Personal information
- Full name: Ángel Orlando Rojas Ortega
- Date of birth: April 10, 1985 (age 41)
- Place of birth: Santiago, Chile
- Height: 1.71 m (5 ft 7 in)
- Position: Midfielder

Youth career
- Universidad de Chile

Senior career*
- Years: Team / Apps / (Gls)
- 2004–2009: Universidad de Chile / 78 / (4)
- 2006: → Everton (loan) / 14 / (1)
- 2008: → Everton (loan) / 26 / (1)
- 2010: Goiás / 0 / (0)
- 2010–2011: Universidad de Chile / 9 / (1)
- 2011: → Everton (loan) / 0 / (0)
- 2011: San Luis / 14 / (1)
- 2012–2013: Everton / 77 / (15)
- 2014–2015: Kerkyra / 11 / (0)
- 2015: Chania / 3 / (0)
- 2015–2017: Coquimbo Unido / 43 / (6)
- 2019–2021: Deportes Recoleta / 54 / (9)
- Total:  / 329 / (38)

International career
- 2005: Chile U20 / 5 / (0)

= Ángel Rojas (footballer, born 1985) =

Chilean footballer (born 1985)

Ángel Orlando Rojas Ortega (born 10 April 1985) is a Chilean former professional footballer who played as a midfielder.

A product of the Universidad de Chile youth system, he played primarily for that club and Everton, and also had spells in Brazil and Greece.

== Club career ==

=== Universidad de Chile and Everton ===
Rojas came through the youth ranks of Universidad de Chile and made his first-team debut in 2004. He was part of the squad that won the 2004 Apertura before spending the 2006 season on loan at Everton. After returning to Universidad de Chile in 2007, he rejoined Everton on loan for the 2008 season.

At Everton, Rojas was part of the team that won the 2008 Apertura. He made 18 appearances during the tournament and scored once. His goal came in a 3–2 away victory over Unión Española in March 2008, a result that moved Everton into sole possession of first place in the championship. Everton subsequently defeated Colo-Colo in the championship final to claim its first league title since 1976.

Rojas returned to Universidad de Chile in 2009 and became a regular during the team's successful Apertura campaign. He scored once during the championship, and started both legs of the final against Unión Española, which Universidad de Chile won 2–1 on aggregate.

Following the 2009 season, Rojas left Universidad de Chile after the expiration of his contract and signed for Brazilian Série A club Goiás. He was the club's first announced signing ahead of the 2010 season. His spell in Brazil was brief, and he returned to Universidad de Chile in June 2010 after struggling to establish himself as a regular starter. His return came as the club prepared for the semi-finals of the 2010 Copa Libertadores.

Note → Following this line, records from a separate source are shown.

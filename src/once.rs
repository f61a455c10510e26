//! Reentrancy-safe one-time initialization.
//!
//! [`OnceGuard`] is a write-once cell whose initializer may call back into
//! the guard from the same thread. That happens in an allocator interposer
//! all the time: resolving the real `malloc` goes through `dlsym`, which
//! itself calls `calloc`, which lands back in the guard before the first
//! call has finished. `std::sync::OnceLock` deadlocks (or panics) in that
//! situation; this guard instead reports [`Entry::Reentrant`] so the caller
//! can fall back to something that does not need the value.
//!
//! # State machine
//!
//! ```text
//! NotStarted ──(first caller)──► InProgress { owner } ──(init returns)──► Done
//! ```
//!
//! * `Done` is also mirrored in an atomic flag read with `Acquire` on the
//!   fast path, so the steady state never takes the lock.
//! * Other threads arriving during `InProgress` sleep on a condition variable.
//! * The owner arriving during `InProgress` gets `Entry::Reentrant`.
//!
//! The mutex is released while the initializer runs, so a reentrant call can
//! take it again to inspect the state.
//!
//! # Example
//!
//! ```rust
//! use ksm_preload::once::{Entry, OnceGuard};
//!
//! static PAGE: OnceGuard<usize> = OnceGuard::new();
//!
//! let entry = PAGE.ensure_with(|| {
//!     // Re-entering from the initializing thread does not block.
//!     assert!(matches!(PAGE.ensure_with(|| unreachable!()), Entry::Reentrant));
//!     4096
//! });
//! assert_eq!(entry.ready(), Some(&4096));
//! ```

use std::cell::UnsafeCell;
use std::mem::MaybeUninit;
use std::num::NonZeroI32;
use std::sync::atomic::{AtomicBool, Ordering};
use std::sync::{Condvar, Mutex, MutexGuard, PoisonError};

/// Identity of an OS thread.
///
/// Taken from `gettid`, which is a plain system call. `std::thread::current`
/// may allocate the first time it is used on a thread, and allocating from
/// inside the guard is exactly what must be avoided.
#[derive(Debug, Clone, Copy, PartialEq, Eq, Hash)]
pub struct ThreadTag(NonZeroI32);

impl ThreadTag {
    /// Tag of the calling thread.
    #[inline]
    pub fn current() -> Self {
        Self(rustix::thread::gettid().as_raw_nonzero())
    }
}

/// Initialization progress of a [`OnceGuard`].
#[derive(Debug, Clone, Copy, PartialEq, Eq)]
pub enum InitState {
    /// Nobody has asked for the value yet.
    NotStarted,
    /// `owner` is running the initializer.
    InProgress {
        /// Thread running the initializer.
        owner: ThreadTag,
    },
    /// The value is published and immutable.
    Done,
}

/// Result of [`OnceGuard::ensure_with`].
#[derive(Debug)]
pub enum Entry<'a, T> {
    /// The value is initialized.
    Ready(&'a T),
    /// Called from inside the initializer; the value does not exist yet.
    Reentrant,
}

impl<'a, T> Entry<'a, T> {
    /// The value, if ready.
    #[inline]
    pub fn ready(self) -> Option<&'a T> {
        match self {
            Entry::Ready(value) => Some(value),
            Entry::Reentrant => None,
        }
    }
}

/// Write-once cell with an exactly-once, reentrancy-aware initializer.
pub struct OnceGuard<T> {
    /// Mirrors `InitState::Done`; read without the lock.
    done: AtomicBool,
    state: Mutex<InitState>,
    finished: Condvar,
    value: UnsafeCell<MaybeUninit<T>>,
}

// SAFETY: the value is written once, by one thread, before `done` is
// released; every shared access happens after observing `done` (or `Done`
// under the mutex).
unsafe impl<T: Send + Sync> Sync for OnceGuard<T> {}
unsafe impl<T: Send> Send for OnceGuard<T> {}

impl<T> OnceGuard<T> {
    /// Create an empty guard.
    pub const fn new() -> Self {
        Self {
            done: AtomicBool::new(false),
            state: Mutex::new(InitState::NotStarted),
            finished: Condvar::new(),
            value: UnsafeCell::new(MaybeUninit::uninit()),
        }
    }

    /// The value, if initialization has completed.
    #[inline]
    pub fn get(&self) -> Option<&T> {
        if self.done.load(Ordering::Acquire) {
            // SAFETY: `done` is only set after the value was written.
            Some(unsafe { self.value_unchecked() })
        } else {
            None
        }
    }

    /// Snapshot of the current state.
    pub fn state(&self) -> InitState {
        *self.lock()
    }

    /// Make sure the value exists, running `init` if nobody has yet.
    ///
    /// * Returns [`Entry::Ready`] once the value is published. `init` has then
    ///   run exactly once across all threads.
    /// * Blocks while another thread is running its initializer.
    /// * Returns [`Entry::Reentrant`] immediately if the calling thread is the
    ///   one running the initializer.
    ///
    /// If `init` panics the guard goes back to `NotStarted` and waiting
    /// threads retry.
    #[inline]
    pub fn ensure_with<F>(&self, init: F) -> Entry<'_, T>
    where
        F: FnOnce() -> T,
    {
        if let Some(value) = self.get() {
            return Entry::Ready(value);
        }
        self.ensure_slow(init)
    }

    #[cold]
    fn ensure_slow<F>(&self, init: F) -> Entry<'_, T>
    where
        F: FnOnce() -> T,
    {
        let me = ThreadTag::current();
        let mut state = self.lock();

        loop {
            match *state {
                InitState::Done => {
                    // SAFETY: `Done` is set after the value was written and
                    // the mutex orders that write before this read.
                    return Entry::Ready(unsafe { self.value_unchecked() });
                }
                InitState::InProgress { owner } if owner == me => return Entry::Reentrant,
                InitState::InProgress { .. } => {
                    state = self
                        .finished
                        .wait(state)
                        .unwrap_or_else(PoisonError::into_inner);
                }
                InitState::NotStarted => {
                    *state = InitState::InProgress { owner: me };
                    drop(state);
                    return self.run(init);
                }
            }
        }
    }

    fn run<F>(&self, init: F) -> Entry<'_, T>
    where
        F: FnOnce() -> T,
    {
        let reset = ResetOnUnwind(self);
        let value = init();
        std::mem::forget(reset);

        // SAFETY: we own `InProgress`, nobody else reads or writes the cell
        // until `done` is released below.
        unsafe { (*self.value.get()).write(value) };
        self.done.store(true, Ordering::Release);

        *self.lock() = InitState::Done;
        self.finished.notify_all();

        // SAFETY: written just above.
        Entry::Ready(unsafe { self.value_unchecked() })
    }

    fn lock(&self) -> MutexGuard<'_, InitState> {
        self.state.lock().unwrap_or_else(PoisonError::into_inner)
    }

    /// # Safety
    ///
    /// The value must have been published.
    #[inline]
    unsafe fn value_unchecked(&self) -> &T {
        // SAFETY: guaranteed by the caller.
        unsafe { (*self.value.get()).assume_init_ref() }
    }
}

impl<T> Default for OnceGuard<T> {
    fn default() -> Self {
        Self::new()
    }
}

impl<T: std::fmt::Debug> std::fmt::Debug for OnceGuard<T> {
    fn fmt(&self, f: &mut std::fmt::Formatter<'_>) -> std::fmt::Result {
        f.debug_struct("OnceGuard")
            .field("value", &self.get())
            .finish_non_exhaustive()
    }
}

impl<T> Drop for OnceGuard<T> {
    fn drop(&mut self) {
        if *self.done.get_mut() {
            // SAFETY: published values are initialized.
            unsafe { self.value.get_mut().assume_init_drop() };
        }
    }
}

/// Puts the guard back to `NotStarted` if the initializer unwinds.
struct ResetOnUnwind<'a, T>(&'a OnceGuard<T>);

impl<T> Drop for ResetOnUnwind<'_, T> {
    fn drop(&mut self) {
        *self.0.lock() = InitState::NotStarted;
        self.0.finished.notify_all();
    }
}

=== San Luis and return to Everton ===
In 2011, Rojas had spells with Everton and San Luis. While playing for San Luis, he scored against Everton in a 3–1 Primera B defeat at the Estadio Sausalito.

He returned to Everton in 2012 and played an important role in the club's successful bid for promotion to the Primera División. In the first leg of the promotion play-off against Universidad de Concepción, Rojas converted a ninth-minute penalty to give Everton a 1–0 victory at Sausalito. Everton then won the return match 3–1 in Concepción to secure promotion, with Rojas again starting in midfield.

Rojas remained with Everton after its return to the top flight. During the 2013–14 Apertura he scored five goals in 16 appearances, and in March 2014 he scored the winning goal in a 2–1 victory over local rivals Santiago Wanderers.

=== Late career ===
In 2014, Rojas moved to Greece, joining Kerkyra in the Super League Greece. He made 11 league appearances during the 2014–15 season before subsequently joining Chania.

Rojas returned to Chile in 2015 and signed for Coquimbo Unido. He scored during his league debut against Rangers, converting a late penalty in a 2–2 draw. Days later, he scored the opening goal in a 2–1 Copa Chile victory over Cobresal, which secured Coquimbo Unido a place in the round of 16.

He continued to feature prominently for Coquimbo during the 2015–16 season. Rojas scored against Deportes Temuco in October 2015, and scored twice from the penalty spot in a 4–4 draw against the same club in March 2016 as Coquimbo fought to avoid relegation from the Primera B. He remained with the club until 2017.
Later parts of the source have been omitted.